Full Report
Russia-based cybersecurity firm F6 said the attacks began in April and infected devices with Kinsing and XMRig malware, tools commonly used to mine the cryptocurrency Monero.
Analysis Summary
# Threat Actor: Kinsing (H2Miner, Resourceful Wolf)
## Attribution & Identity
* **Identification:** A prolific cryptojacking threat actor group active since 2019.
* **Known Aliases:** H2Miner, Resourceful Wolf.
## Activity Summary
The group recently launched a large-scale wave of cyberattacks, beginning in April, specifically targeting Russian computers for cryptocurrency mining.
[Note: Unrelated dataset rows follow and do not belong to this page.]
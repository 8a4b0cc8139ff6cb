//! The scheduler: ready/blocked bookkeeping, priority selection, tick
//! processing, and preemption triggering.
//!
//! This module owns no locking of its own; every entry point assumes the
//! caller already holds a [`CriticalGuard`](crate::critical::CriticalGuard)
//! and passes it the task pool and a mutable borrow of `self`.
use crate::{
    config::{MAX_PRIORITY, ROUND_ROBIN, TIME_SLICE_TICKS},
    list::{List, TaskIndex},
    task::{BlockReason, TaskPool, TaskState},
    Error,
};

/// Scheduler-wide control state: the live half of the reference source's
/// `scheduler_t`.
pub struct Scheduler {
    bitmap: crate::utils::prio_bitmap::PrioBitmap,
    ready: [List; MAX_PRIORITY],
    blocked: List,
    running: Option<TaskIndex>,
    lock_count: u32,
    reschedule_pending: bool,
    pending_switch: bool,
    tick: u32,
}

impl Scheduler {
    pub const fn new() -> Self {
        Self {
            bitmap: crate::utils::prio_bitmap::PrioBitmap::new(),
            ready: [List::new(); MAX_PRIORITY],
            blocked: List::new(),
            running: None,
            lock_count: 0,
            reschedule_pending: false,
            pending_switch: false,
            tick: 0,
        }
    }

    pub fn running(&self) -> Option<TaskIndex> {
        self.running
    }

    pub fn tick_count(&self) -> u32 {
        self.tick
    }

    pub fn set_running(&mut self, idx: Option<TaskIndex>) {
        self.running = idx;
    }

    /// The highest-priority ready task, or `None` if none is ready (the
    /// idle task, which is always ready at `MAX_PRIORITY - 1`, makes this
    /// only possible before the idle task has been created).
    pub fn highest_ready(&self) -> Option<TaskIndex> {
        let p = self.bitmap.find_highest();
        if p == MAX_PRIORITY {
            None
        } else {
            self.ready[p].front()
        }
    }

    fn ready_insert(&mut self, pool: &mut TaskPool, idx: TaskIndex) {
        let p = pool.tasks[idx.get()].priority as usize;
        self.ready[p].push_back(&mut pool.tasks, idx);
        self.bitmap.set(p);
    }

    fn ready_remove(&mut self, pool: &mut TaskPool, idx: TaskIndex) {
        let p = pool.tasks[idx.get()].priority as usize;
        self.ready[p].remove(&mut pool.tasks, idx);
        if self.ready[p].is_empty() {
            self.bitmap.clear(p);
        }
    }

    /// §4.3 `add_task`.
    pub fn add_task(&mut self, pool: &mut TaskPool, idx: TaskIndex) {
        {
            let t = &mut pool.tasks[idx.get()];
            t.state = TaskState::Ready;
            t.time_slice = TIME_SLICE_TICKS;
        }
        self.ready_insert(pool, idx);

        if let Some(running) = self.running {
            if pool.tasks[idx.get()].priority < pool.tasks[running.get()].priority {
                self.trigger_or_defer();
            }
        }
    }

    /// §4.3 `remove_task`. Caller owns the state transition.
    pub fn remove_task(&mut self, pool: &mut TaskPool, idx: TaskIndex) {
        match pool.tasks[idx.get()].state {
            TaskState::Blocked => self.blocked.remove(&mut pool.tasks, idx),
            TaskState::Ready | TaskState::Running => self.ready_remove(pool, idx),
            _ => {}
        }
    }

    /// §4.3 `set_priority`.
    pub fn set_priority(&mut self, pool: &mut TaskPool, idx: TaskIndex, new_priority: u8) {
        let state = pool.tasks[idx.get()].state;
        match state {
            TaskState::Ready => {
                self.ready_remove(pool, idx);
                pool.tasks[idx.get()].priority = new_priority;
                self.ready_insert(pool, idx);
                self.preempt_if_higher_than_running(pool, idx);
            }
            TaskState::Running => {
                pool.tasks[idx.get()].priority = new_priority;
                // A running task lowering its own priority may make a
                // ready peer eligible to preempt it.
                self.check_preempt_running(pool);
            }
            _ => {
                pool.tasks[idx.get()].priority = new_priority;
            }
        }
    }

    fn preempt_if_higher_than_running(&mut self, pool: &TaskPool, idx: TaskIndex) {
        if let Some(running) = self.running {
            if pool.tasks[idx.get()].priority < pool.tasks[running.get()].priority {
                self.trigger_or_defer();
            }
        }
    }

    fn check_preempt_running(&mut self, pool: &TaskPool) {
        if let Some(running) = self.running {
            let p = self.bitmap.find_highest();
            if p < MAX_PRIORITY && p < pool.tasks[running.get()].priority as usize {
                self.trigger_or_defer();
            }
        }
    }

    /// §4.3 `yield`.
    pub fn yield_now(&mut self, pool: &mut TaskPool) {
        if self.lock_count > 0 {
            self.reschedule_pending = true;
            return;
        }
        if let Some(running) = self.running {
            let p = pool.tasks[running.get()].priority as usize;
            self.ready[p].rotate_front_to_back(&mut pool.tasks);
        }
        self.trigger_or_defer();
    }

    /// §4.3 `tick`. Returns the set of tasks that should be woken with
    /// `Err(Error::Timeout)` versus `Ok(())`, already applied to their TCBs;
    /// the caller (software-timer processing happens separately in
    /// `timer::tick`) need not do anything further for timeout delivery.
    pub fn tick(&mut self, pool: &mut TaskPool) {
        self.tick = self.tick.wrapping_add(1);

        let mut to_wake = arrayvec::ArrayVec::<TaskIndex, { crate::config::MAX_TASKS }>::new();
        for idx in self.blocked.iter(&pool.tasks) {
            let t = &pool.tasks[idx.get()];
            if t.wake_tick != u32::MAX && self.tick >= t.wake_tick {
                let _ = to_wake.try_push(idx);
            }
        }
        for idx in to_wake {
            let result = if pool.tasks[idx.get()].block_reason == BlockReason::Delay {
                Ok(())
            } else {
                Err(Error::Timeout)
            };
            self.unblock_task(pool, idx, result);
        }

        if let Some(running) = self.running {
            let t = &mut pool.tasks[running.get()];
            if TIME_SLICE_TICKS > 0 {
                t.time_slice = t.time_slice.saturating_sub(1);
                if ROUND_ROBIN && t.time_slice == 0 {
                    t.time_slice = TIME_SLICE_TICKS;
                    self.yield_now(pool);
                    return;
                }
            }
            self.check_preempt_running(pool);
        }
    }

    /// §4.3 `block_task`. Removes the running task from the ready
    /// structure, records why it is waiting, and triggers a switch. Unlike
    /// the reference source's `scheduler_block_task`, which triggers a
    /// switch and then falls through to a *second* `scheduler_yield` before
    /// reading back `block_result` (an open question this design resolves
    /// explicitly rather than replicating): here the single switch
    /// triggered below is the only suspension point, and by the time this
    /// task is scheduled back in, whoever unblocked it has already written
    /// `block_result`. The caller reads it only after the actual context
    /// switch has occurred, which on real hardware means after this
    /// function returns through the arch-level switch-and-resume path.
    pub fn block_task(
        &mut self,
        pool: &mut TaskPool,
        reason: BlockReason,
        object: usize,
        timeout: u32,
    ) {
        let running = self.running.expect("block_task called outside task context");
        self.ready_remove(pool, running);

        let wake_tick = if timeout == u32::MAX {
            u32::MAX
        } else {
            self.tick.wrapping_add(timeout.max(1))
        };

        {
            let t = &mut pool.tasks[running.get()];
            t.state = TaskState::Blocked;
            t.block_reason = reason;
            t.block_object = object;
            t.wake_tick = wake_tick;
        }
        self.blocked.push_back(&mut pool.tasks, running);
        self.trigger_or_defer();
    }

    /// §4.3 `unblock_task`.
    pub fn unblock_task(&mut self, pool: &mut TaskPool, idx: TaskIndex, result: Result<(), Error>) {
        debug_assert_eq!(pool.tasks[idx.get()].state, TaskState::Blocked);
        self.blocked.remove(&mut pool.tasks, idx);
        {
            let t = &mut pool.tasks[idx.get()];
            t.block_result = result;
            t.block_reason = BlockReason::None;
            t.block_object = 0;
        }
        self.add_task(pool, idx);
    }

    /// §4.3 `unblock_one`: highest-priority match, FIFO tie-break (which
    /// falls out of walking the list in order and keeping the first hit at
    /// the best priority seen).
    pub fn unblock_one(
        &mut self,
        pool: &mut TaskPool,
        reason: BlockReason,
        object: usize,
        result: Result<(), Error>,
    ) -> bool {
        let mut best: Option<TaskIndex> = None;
        for idx in self.blocked.iter(&pool.tasks) {
            let t = &pool.tasks[idx.get()];
            if t.block_reason == reason && t.block_object == object {
                match best {
                    Some(b) if pool.tasks[b.get()].priority <= t.priority => {}
                    _ => best = Some(idx),
                }
            }
        }
        if let Some(idx) = best {
            self.unblock_task(pool, idx, result);
            true
        } else {
            false
        }
    }

    /// §4.3 `unblock_all`.
    pub fn unblock_all(
        &mut self,
        pool: &mut TaskPool,
        reason: BlockReason,
        object: usize,
        result: Result<(), Error>,
    ) -> usize {
        let mut matches = arrayvec::ArrayVec::<TaskIndex, { crate::config::MAX_TASKS }>::new();
        for idx in self.blocked.iter(&pool.tasks) {
            let t = &pool.tasks[idx.get()];
            if t.block_reason == reason && t.block_object == object {
                let _ = matches.try_push(idx);
            }
        }
        let count = matches.len();
        for idx in matches {
            self.unblock_task(pool, idx, result);
        }
        count
    }

    /// The priority of the highest-priority task currently blocked with the
    /// given `(reason, object)`, or `None` if nothing matches. Used by
    /// [`crate::mutex`] to recompute a mutex owner's inherited priority
    /// without exposing the blocked list itself.
    pub fn highest_blocked_priority(
        &self,
        pool: &TaskPool,
        reason: BlockReason,
        object: usize,
    ) -> Option<u8> {
        let mut best: Option<u8> = None;
        for idx in self.blocked.iter(&pool.tasks) {
            let t = &pool.tasks[idx.get()];
            if t.block_reason == reason && t.block_object == object {
                best = Some(match best {
                    Some(b) if b <= t.priority => b,
                    _ => t.priority,
                });
            }
        }
        best
    }

    /// Ask for a switch unconditionally, deferring to the preemption lock
    /// the same way every other rescheduling point does. Used by `Kernel`
    /// when a task acts on itself (delete, suspend) in a way `remove_task`
    /// alone does not already imply a switch for.
    pub fn request_switch(&mut self) {
        self.trigger_or_defer();
    }

    /// Preemption lock: ISR-delivered unblocks during a locked window set
    /// `reschedule_pending` instead of switching immediately.
    pub fn lock(&mut self) {
        self.lock_count += 1;
    }

    pub fn unlock(&mut self) {
        debug_assert!(self.lock_count > 0);
        self.lock_count -= 1;
        if self.lock_count == 0 && self.reschedule_pending {
            self.reschedule_pending = false;
            self.trigger_switch_now();
        }
    }

    pub fn is_locked(&self) -> bool {
        self.lock_count > 0
    }

    fn trigger_or_defer(&mut self) {
        if self.lock_count > 0 {
            self.reschedule_pending = true;
        } else {
            self.trigger_switch_now();
        }
    }

    fn trigger_switch_now(&mut self) {
        self.pending_switch = true;
    }

    /// Consumed by `Kernel` right after releasing the critical section, to
    /// call into the arch-specific `Port::trigger_switch` outside of the
    /// scheduler's own borrow of the task pool.
    pub fn take_pending_switch(&mut self) -> bool {
        core::mem::take(&mut self.pending_switch)
    }
}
This marks the first time researchers (F6) have observed **large-scale** activity by Kinsing in Russia, although their historical focus has been North America, Western Europe, and Asia.
## Tactics, Techniques & Procedures
* **Infection Vector:** The group avoids phishing, instead scanning company networks for vulnerabilities in widely-used software to exploit and install malicious code.
* **Exploited Vulnerability (Latest Campaign):** Attempted to exploit **CVE-2017-9841**, a critical, unpatched flaw in the PHP testing framework PHPUnit, allowing for remote code execution and full server control.
* **Malware Used:** Implemented Kinsing malware and XMRig (a tool commonly used to mine the cryptocurrency Monero).
## Targeting
* **Sectors:** Not explicitly detailed, but targeting organizations with vulnerable, unpatched systems.
* **Geography:** Historically active in North America, Western Europe, and Asia. The current major campaign shows expansion and focus on **Russia**. No evidence of targeting elsewhere in Eastern Europe was found by F6.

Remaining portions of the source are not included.